Plasma glucose was analysed using the hexokinase method (Roche Hitachi 917 and Roche ModularP). A high fasting plasma-glucose was defined as ≥6.1 mmol/litre. The cholesterol and triglyceride analyses were made with enzymatic assays and for the high-density lipoproteins (HDL-cholesterol) analyses, dextran sulphate-magnesium precipitation of apo-B containing lipoproteins, were used. LDL cholesterol levels were estimated using the Friedewald equation where applicable (missing n = 58). Unfavourable levels of lipid fractions were defined as, high LDL-cholesterol (≥3.0 mmol/l), low HDL-cholesterol (<1.29 mmol/l women, <1.03 mmol/l men) and triglycerides (≥1.7 mmol/l), as described in earlier epidemiological work [33, 34]. During one period there was no blood samples collected (n = 386).
Characteristics for the physical activity groups are presented in the form of means and standard deviations for continuous variables and percents for the categorical variables. To assess the association between the physical activity and elevated cardiovascular risk factors we used a series of logistic regression models where each risk factor was set as dependent binary variable and physical activity and age as independent variables. Analyses with adjustments for educational level affected odds ratios diminutively (data not shown). We also conducted a statistical (contrast analysis) test for differences between the odds ratios of LPA and the inactive group respectively to see if there was a trend of the odds ratios across the physical activity levels. The moderate to vigorous physical activity (MVPA) group was set as reference level in the statistical models above, and odds ratios with the other PA-levels were calculated and presented together with a 95% confidence interval. All analyses were performed using SPSS version 18.0 (SPSS Inc., Chicago, Illinois, USA).
Ethical review board
This study was approved by the Regional Ethical Review Board, Gothenburg, Sweden, in 2000-12-13 (number 237–00).
Level of physical activity in general
Twelve per cent of men and nine per cent of women, respectively, reported being physically inactive, while 59 and 66 % of men and women, respectively, reported LPA, and 29 and 25 % MVPA (Table 1). In Table 1 educational level, smoking habits, stress, marital status and other cardiovascular risk factors are shown for the participants stratified by different physical activity level groups. Individuals reporting MVPA, were twice as likely to report a high educational level and 3–4 times less likely to be smokers, than those reporting being physically inactive.

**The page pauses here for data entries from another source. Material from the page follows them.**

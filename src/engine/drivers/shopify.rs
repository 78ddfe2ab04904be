// SPDX-License-Identifier: Apache-2.0

//! Shopify Admin REST handler
//!
//! Exposes the `products` table with filter pushdown on the parameters the
//! Admin API accepts, `fields=` projection and cursor pagination through
//! the `Link` response header.

use std::sync::Arc;
use std::time::Duration;

use async_trait::async_trait;
use reqwest::{Client, RequestBuilder, StatusCode};
use serde_json::Value as JsonValue;
use tracing::debug;
use url::Url;

use quarry_core::{ComparisonOp, DataFrame, FederationError, FederationResult, HandlerResponse, Record, Value};

use crate::engine::args::ConnectionArgs;
use crate::observability::Sensitive;
use crate::pushdown::{ApiBackend, ApiHandler, ApiTable, FetchPage, FetchRequest, TableCapabilities};

pub const HANDLER_TYPE: &str = "shopify";
pub const DEFAULT_API_VERSION: &str = "2023-10";
const MAX_PAGE_SIZE: usize = 250;
const REQUEST_TIMEOUT_SECS: u64 = 30;
const TOKEN_HEADER: &str = "X-Shopify-Access-Token";

/// Columns of a product when the shop has none to probe.
const PRODUCT_COLUMNS: &[&str] = &[
    "id",
    "title",
    "body_html",
    "vendor",
    "product_type",
    "created_at",
    "handle",
    "updated_at",
    "published_at",
    "template_suffix",
    "published_scope",
    "tags",
    "status",
    "admin_graphql_api_id",
    "variants",
    "options",
    "images",
    "image",
];

pub type ShopifyHandler = ApiHandler<ShopifyBackend>;

#[derive(Clone)]
pub struct ShopifySession {
    client: Client,
    api_base: Url,
    token: Sensitive<String>,
}

impl ShopifySession {
    fn get(&self, url: Url) -> RequestBuilder {
        self.client
            .get(url)
            .header(TOKEN_HEADER, self.token.expose().as_str())
            .header("Accept", "application/json")
    }

    fn endpoint(&self, path: &str) -> FederationResult<Url> {
        self.api_base
            .join(path.trim().trim_start_matches('/'))
            .map_err(|e| FederationError::validation(format!("invalid Shopify path '{path}': {e}")))
    }
}

#[derive(Default)]
pub struct ShopifyBackend;

impl ShopifyBackend {
    pub fn new() -> Self {
        Self
    }
}

/// Accepts `my-shop.myshopify.com` or a full URL.
fn normalize_shop_url(raw: &str) -> FederationResult<Url> {
    let raw = raw.trim().trim_end_matches('/');
    let with_scheme = if raw.contains("://") {
        raw.to_string()
    } else {
        format!("https://{raw}")
    };
    let url = Url::parse(&format!("{with_scheme}/"))
        .map_err(|e| FederationError::configuration(format!("invalid shop_url '{raw}': {e}")))?;
    if url.host_str().is_none() {
        return Err(FederationError::configuration(format!(
            "shop_url '{raw}' has no host"
        )));
    }
    Ok(url)
}

fn map_request_error(err: reqwest::Error) -> FederationError {
    if err.is_connect() || err.is_timeout() || err.is_request() {
        FederationError::connectivity(format!("Shopify request failed: {err}"))
    } else {
        FederationError::execution(format!("Shopify request failed: {err}"))
    }
}

/// Sends the request and decodes a JSON body, mapping HTTP failures.
async fn send_json(request: RequestBuilder) -> FederationResult<(JsonValue, Option<String>)> {
    let response = request.send().await.map_err(map_request_error)?;
    let status = response.status();
    let link = response
        .headers()
        .get(reqwest::header::LINK)
        .and_then(|v| v.to_str().ok())
        .map(str::to_string);

    if !status.is_success() {
        let body = response.text().await.unwrap_or_default();
        let message = format!("Shopify returned HTTP {status}: {body}");
        return Err(match status {
            StatusCode::UNAUTHORIZED | StatusCode::FORBIDDEN => FederationError::connectivity(message),
            _ => FederationError::execution(message),
        });
    }

    let body = response
        .json::<JsonValue>()
        .await
        .map_err(|e| FederationError::execution(format!("invalid Shopify response: {e}")))?;
    Ok((body, link))
}

fn query_value(value: &Value) -> String {
    match value {
        Value::Text(s) => s.clone(),
        Value::Int(i) => i.to_string(),
        Value::Float(f) => f.to_string(),
        Value::Bool(b) => b.to_string(),
        Value::Array(items) => items.iter().map(query_value).collect::<Vec<_>>().join(","),
        other => serde_json::to_string(other).unwrap_or_default(),
    }
}

/// Query parameters for one products page.
fn products_params(request: &FetchRequest) -> Vec<(String, String)> {
    let mut params = vec![("limit".to_string(), request.limit.to_string())];
    if let Some(fields) = &request.fields {
        params.push(("fields".to_string(), fields.join(",")));
    }
    if let Some(cursor) = &request.cursor {
        // follow-up pages reject any other filter
        params.push(("page_info".to_string(), cursor.clone()));
        return params;
    }
    for condition in &request.conditions {
        let key = match (condition.op, condition.column.as_str()) {
            (ComparisonOp::In, "id") => "ids",
            (ComparisonOp::Gt, "id") => "since_id",
            (ComparisonOp::Eq, column) => column,
            _ => continue,
        };
        params.push((key.to_string(), query_value(&condition.value)));
    }
    params
}

/// Extracts `page_info` from the `rel="next"` entry of a Link header.
fn next_page_info(link: &str) -> Option<String> {
    link.split(',').find_map(|part| {
        let (target, rel) = part.split_once(';')?;
        if !rel.contains("rel=\"next\"") {
            return None;
        }
        let target = target.trim().trim_start_matches('<').trim_end_matches('>');
        let url = Url::parse(target).ok()?;
        url.query_pairs()
            .find(|(key, _)| key == "page_info")
            .map(|(_, value)| value.into_owned())
    })
}

fn records_from_array(items: &[JsonValue]) -> Vec<Record> {
    items
        .iter()
        .map(|item| match item {
            JsonValue::Object(map) => Record::flatten(map),
            other => Record::new().with("value", Value::from_json(other)),
        })
        .collect()
}

/// Tabulates a native response: the first array in the body, or the body itself.
fn tabulate(body: &JsonValue) -> DataFrame {
    let records = match body {
        JsonValue::Array(items) => records_from_array(items),
        JsonValue::Object(map) => match map.values().find_map(|v| v.as_array()) {
            Some(items) => records_from_array(items),
            None => match map.values().find_map(|v| v.as_object()) {
                Some(inner) => vec![Record::flatten(inner)],
                None => vec![Record::flatten(map)],
            },
        },
        other => vec![Record::new().with("value", Value::from_json(other))],
    };

    let mut columns: Vec<String> = Vec::new();
    for record in &records {
        for key in record.keys() {
            if !columns.iter().any(|c| c == key) {
                columns.push(key.to_string());
            }
        }
    }
    DataFrame::from_records(&columns, &records)
}

#[async_trait]
impl ApiBackend for ShopifyBackend {
    type Session = ShopifySession;

    const HANDLER_TYPE: &'static str = HANDLER_TYPE;

    fn required_args(&self) -> &'static [&'static str] {
        &["shop_url", "access_token"]
    }

    async fn open(&self, args: &ConnectionArgs) -> FederationResult<ShopifySession> {
        let shop = normalize_shop_url(&args.required_str(HANDLER_TYPE, "shop_url")?)?;
        let version = args
            .get_str("api_version")
            .unwrap_or_else(|| DEFAULT_API_VERSION.to_string());
        let api_base = shop
            .join(&format!("admin/api/{version}/"))
            .map_err(|e| FederationError::configuration(format!("invalid api_version: {e}")))?;
        let client = Client::builder()
            .timeout(Duration::from_secs(REQUEST_TIMEOUT_SECS))
            .build()
            .map_err(|e| FederationError::internal(format!("HTTP client setup failed: {e}")))?;

        Ok(ShopifySession {
            client,
            api_base,
            token: Sensitive::new(args.required_str(HANDLER_TYPE, "access_token")?),
        })
    }

    async fn ping(&self, session: &ShopifySession) -> FederationResult<()> {
        let url = session.endpoint("shop.json")?;
        send_json(session.get(url)).await.map(|_| ())
    }

    async fn native(&self, session: &ShopifySession, query: &str) -> FederationResult<HandlerResponse> {
        if query.trim().is_empty() {
            return Err(FederationError::validation("empty Shopify request path"));
        }
        let url = session.endpoint(query)?;
        debug!(path = %url.path(), "shopify native request");
        let (body, _) = send_json(session.get(url)).await?;
        Ok(HandlerResponse::table(tabulate(&body)))
    }

    fn tables(&self) -> Vec<Arc<dyn ApiTable<ShopifySession>>> {
        vec![Arc::new(ProductsTable)]
    }
}

pub struct ProductsTable;

#[async_trait]
impl ApiTable<ShopifySession> for ProductsTable {
    fn name(&self) -> &str {
        "products"
    }

    fn capabilities(&self) -> TableCapabilities {
        let eq = &[ComparisonOp::Eq];
        TableCapabilities {
            projection: true,
            max_page_size: Some(MAX_PAGE_SIZE),
            declared_columns: PRODUCT_COLUMNS.iter().map(|c| c.to_string()).collect(),
            ..TableCapabilities::default()
        }
        .filter("vendor", eq)
        .filter("product_type", eq)
        .filter("handle", eq)
        .filter("status", eq)
        .filter("title", eq)
        .filter("id", &[ComparisonOp::In, ComparisonOp::Gt])
    }

    async fn fetch(&self, session: &ShopifySession, request: &FetchRequest) -> FederationResult<FetchPage> {
        let url = session.endpoint("products.json")?;
        let params = products_params(request);
        let (body, link) = send_json(session.get(url).query(&params)).await?;

        let records = body
            .get("products")
            .and_then(JsonValue::as_array)
            .map(|items| records_from_array(items))
            .ok_or_else(|| FederationError::execution("Shopify response has no 'products' array"))?;

        Ok(FetchPage {
            records,
            next_cursor: link.as_deref().and_then(next_page_info),
        })
    }
}

#[cfg(test)]
mod tests {
    use super::*;
    use quarry_core::ast::{col, lit};
    use quarry_core::{Condition, SelectQuery};
    use serde_json::json;

    use crate::config::PushdownConfig;
    use crate::pushdown::PushdownPlan;

    fn product_filter(column: &str, value: impl Into<Value>) -> Condition {
        Condition::new(ComparisonOp::Eq, column, value)
    }

    #[test]
    fn shop_url_gets_scheme() {
        let url = normalize_shop_url("demo.myshopify.com").unwrap();
        assert_eq!(url.as_str(), "https://demo.myshopify.com/");
        assert!(normalize_shop_url("https://").is_err());
    }

    #[test]
    fn first_page_params_carry_filters() {
        let request = FetchRequest {
            conditions: vec![
                product_filter("vendor", "Acme"),
                Condition::new(
                    ComparisonOp::In,
                    "id",
                    Value::Array(vec![Value::Int(1), Value::Int(2)]),
                ),
                Condition::new(ComparisonOp::Gt, "id", 10),
            ],
            fields: Some(vec!["id".into(), "title".into()]),
            limit: 50,
            ..FetchRequest::default()
        };
        let params = products_params(&request);
        assert_eq!(
            params,
            vec![
                ("limit".to_string(), "50".to_string()),
                ("fields".to_string(), "id,title".to_string()),
                ("vendor".to_string(), "Acme".to_string()),
                ("ids".to_string(), "1,2".to_string()),
                ("since_id".to_string(), "10".to_string()),
            ]
        );
    }

    #[test]
    fn repeated_filters_send_each_key_once() {
        let query = SelectQuery::from_table("products").select(["id"]).filter(
            col("vendor")
                .eq(lit("a"))
                .and(col("vendor").eq(lit("b")))
                .and(col("id").gt(lit(5)))
                .and(col("id").gt(lit(7))),
        );
        let columns: Vec<String> = PRODUCT_COLUMNS.iter().map(|c| c.to_string()).collect();
        let plan =
            PushdownPlan::build(&query, &columns, &ProductsTable.capabilities(), &PushdownConfig::default()).unwrap();
        assert_eq!(plan.residual_conditions.len(), 2);

        let request = FetchRequest {
            conditions: plan.pushed_conditions.clone(),
            fields: plan.fetch_fields.clone(),
            limit: 250,
            ..FetchRequest::default()
        };
        let params = products_params(&request);
        for key in ["vendor", "since_id"] {
            assert_eq!(params.iter().filter(|(k, _)| k == key).count(), 1, "{key} in {params:?}");
        }
    }

    #[test]
    fn follow_up_pages_only_carry_cursor() {
        let request = FetchRequest {
            conditions: vec![product_filter("vendor", "Acme")],
            limit: 250,
            cursor: Some("abc".into()),
            ..FetchRequest::default()
        };
        assert_eq!(
            products_params(&request),
            vec![
                ("limit".to_string(), "250".to_string()),
                ("page_info".to_string(), "abc".to_string()),
            ]
        );
    }

    #[test]
    fn parses_next_link() {
        let link = "<https://demo.myshopify.com/admin/api/2023-10/products.json?limit=1&page_info=prev123>; rel=\"previous\", \
                    <https://demo.myshopify.com/admin/api/2023-10/products.json?limit=1&page_info=next456>; rel=\"next\"";
        assert_eq!(next_page_info(link), Some("next456".to_string()));
        assert_eq!(next_page_info("<https://x/y?page_info=p>; rel=\"previous\""), None);
    }

    #[test]
    fn tabulates_first_array() {
        let body = json!({"orders": [{"id": 1, "customer": {"email": "a@b.c"}}, {"id": 2, "note": "x"}]});
        let frame = tabulate(&body);
        assert_eq!(frame.column_names(), vec!["id", "customer.email", "note"]);
        assert_eq!(frame.len(), 2);
        assert_eq!(frame.value(1, "customer.email"), Some(&Value::Null));
    }

    #[test]
    fn tabulates_single_object() {
        let body = json!({"shop": {"id": 9, "name": "Demo"}});
        let frame = tabulate(&body);
        assert_eq!(frame.column_names(), vec!["id", "name"]);
    }

    #[test]
    fn capabilities_cover_documented_filters() {
        let caps = ProductsTable.capabilities();
        assert!(caps.supports_condition(&product_filter("vendor", "Acme")));
        assert!(!caps.supports_condition(&Condition::new(ComparisonOp::Lt, "id", 5)));
        assert!(caps.sortable.is_empty());
    }
}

Relationship between level of PA and cardiovascular risk factors
There were higher prevalence of elevated risk factors (body mass index, resting heart rate, waist circumference, plasma-glucose, low level of high density lipoprotein and serum-triglycerides) among those reporting inactive behaviour for both sexes (Table 2), i.e. lower prevalence of risk factors was seen parallel to an increased self-reported PA level. There were only very minor differences in LDL-cholesterol between PA levels. Men and women reporting being inactive (SGPALS level 1), had, on average, nine centimetres greater waist-circumference than individuals reporting MVPA (scoring 3–4 on SGPALS) (Table 1).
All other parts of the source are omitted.